I've wanted a red cover for my paperwhite from the beginning and this comes in red but I have a skin on mine. Would it work with a skinned device


----------



## Steph H (Oct 28, 2008)

mistyd107 said:


> I've wanted a red cover for my paperwhite from the beginning and this comes in red but I have a skin on mine. Would it work with a skinned device


I bet not. Looking at the photos with the color covers and reading a couple of reviews, it shows/says the Kindle slides in to the cover and the bezel area is covered by the case. So your skin would not show.


----------



## patrickt (Aug 28, 2010)

It would seem, Klopus, the answer is, "No." The parameters you gave are essential to the Amazon cover and no one seems to be doing all three in a cheaper cover.

I went ahead and got the Amazon cover and I do like it.


----------



## klopus (Dec 8, 2009)

Finally I've got http://www.amazon.com/gp/product/B00AEGGOKK/ref=oh_details_o01_s00_i01?ie=UTF8&psc=1 case from Amazon, coffee color. Very happy - well made, looks classy, light but good protection, auto on/off, Paperwhite securely clicks in, magnetic flap. Latter is my only, and minor a that, complaint - magnets are too weak.


----------



## mistyd107 (May 22, 2009)

went ahead and ordered the red. I figure if it doesn't work with a skin I can alway's use it  once I take the skin off


----------



## Nibiru2012 (Jul 4, 2011)

mistyd107 said:


> went ahead and ordered the red. I figure if it doesn't work with a skin I can alway's use it once I take the skin off


You should be fine even with the skin on the Paperwhite. I'm a little late responding... 

It's a snug fit, but since the skin probably is only about .2-.3 mm thick it should not present a problem. Just slowly slide the unit into the sleeve, you may have to wiggle it a bit from corner to corner whilst sliding it in.

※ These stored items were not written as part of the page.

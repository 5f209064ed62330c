// SPDX-License-Identifier: BUSL-1.1
// Copyright (c) 2026 Alfred Jean LLC

//! Uptime timer
//!
//! Accumulates wall-clock time while a farm is actively farming. The timer
//! is a plain value: every operation takes the current time and returns the
//! next state, so no real time has to pass in tests.

use chrono::{DateTime, Utc};
use serde::{Deserialize, Serialize};

/// Running state of an uptime timer
#[derive(Debug, Clone, Copy, PartialEq, Eq, Serialize, Deserialize)]
#[serde(rename_all = "kebab-case", tag = "state")]
pub enum UptimeState {
    Stopped,
    Running { since: DateTime<Utc> },
    Paused,
}

/// Accumulating uptime timer
#[derive(Debug, Clone, Copy, PartialEq, Eq, Serialize, Deserialize)]
pub struct UptimeTimer {
    pub state: UptimeState,
    pub accumulated_ms: u64,
}

impl Default for UptimeTimer {
    fn default() -> Self {
        Self::new()
    }
}

impl UptimeTimer {
    pub fn new() -> Self {
        Self::with_accumulated(0)
    }

    /// Restore a stopped timer from a persisted total
    pub fn with_accumulated(accumulated_ms: u64) -> Self {
        Self {
            state: UptimeState::Stopped,
            accumulated_ms,
        }
    }

    /// Begin counting; resumes a paused timer, no-op while running
    pub fn start(&self, now: DateTime<Utc>) -> UptimeTimer {
        match self.state {
            UptimeState::Running { .. } => *self,
            UptimeState::Stopped | UptimeState::Paused => UptimeTimer {
                state: UptimeState::Running { since: now },
                ..*self
            },
        }
    }

    /// Fold the running segment into the total and halt.
    ///
    /// Returns the new timer and the milliseconds committed by this call.
    pub fn pause(&self, now: DateTime<Utc>) -> (UptimeTimer, u64) {
        match self.state {
            UptimeState::Running { .. } => {
                let committed = self.running_ms(now);
                (
                    UptimeTimer {
                        state: UptimeState::Paused,
                        accumulated_ms: self.accumulated_ms.saturating_add(committed),
                    },
                    committed,
                )
            }
            UptimeState::Stopped | UptimeState::Paused => (*self, 0),
        }
    }

    /// Like [`UptimeTimer::pause`] but leaves the timer stopped
    pub fn stop(&self, now: DateTime<Utc>) -> (UptimeTimer, u64) {
        let (paused, committed) = self.pause(now);
        (
            UptimeTimer {
                state: UptimeState::Stopped,
                ..paused
            },
            committed,
        )
    }

    /// Milliseconds in the current running segment
    pub fn running_ms(&self, now: DateTime<Utc>) -> u64 {
        match self.state {
            UptimeState::Running { since } => {
                u64::try_from((now - since).num_milliseconds()).unwrap_or(0)
            }
            UptimeState::Stopped | UptimeState::Paused => 0,
        }
    }

    /// Total including the current running segment
    pub fn amount_ms(&self, now: DateTime<Utc>) -> u64 {
        self.accumulated_ms.saturating_add(self.running_ms(now))
    }

    pub fn is_running(&self) -> bool {
        matches!(self.state, UptimeState::Running { .. })
    }

    pub fn is_paused(&self) -> bool {
        matches!(self.state, UptimeState::Paused)
    }
}

#[cfg(test)]
#[path = "uptime_tests.rs"]
mod tests;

I am still very impressed with this case. The odor disappeared after about 3 days or so. I like the ability to fold the cover back on itself while reading and the magnetic ON/OFF feature.


----------



## mistyd107 (May 22, 2009)

thank you!!!! My cover shipped late last night/early this am.  I have hand issues due to a disability so I find the magnetic closure & Auto on/off features almost a must now that I've had them. I love the Amazon covers but i don't think they have any plans on doing a red.  I had a similar frame type design for my K2 and loved it.  Thank you for posting about the roo case


----------



## StephanieJ (Nov 11, 2010)

I wanted to wait until I'd tried this case out before posting it - I LOVE it!! It isn't offered via Prime anymore but is still $4.95. It fits and works perfectly, auto on/off, no problems!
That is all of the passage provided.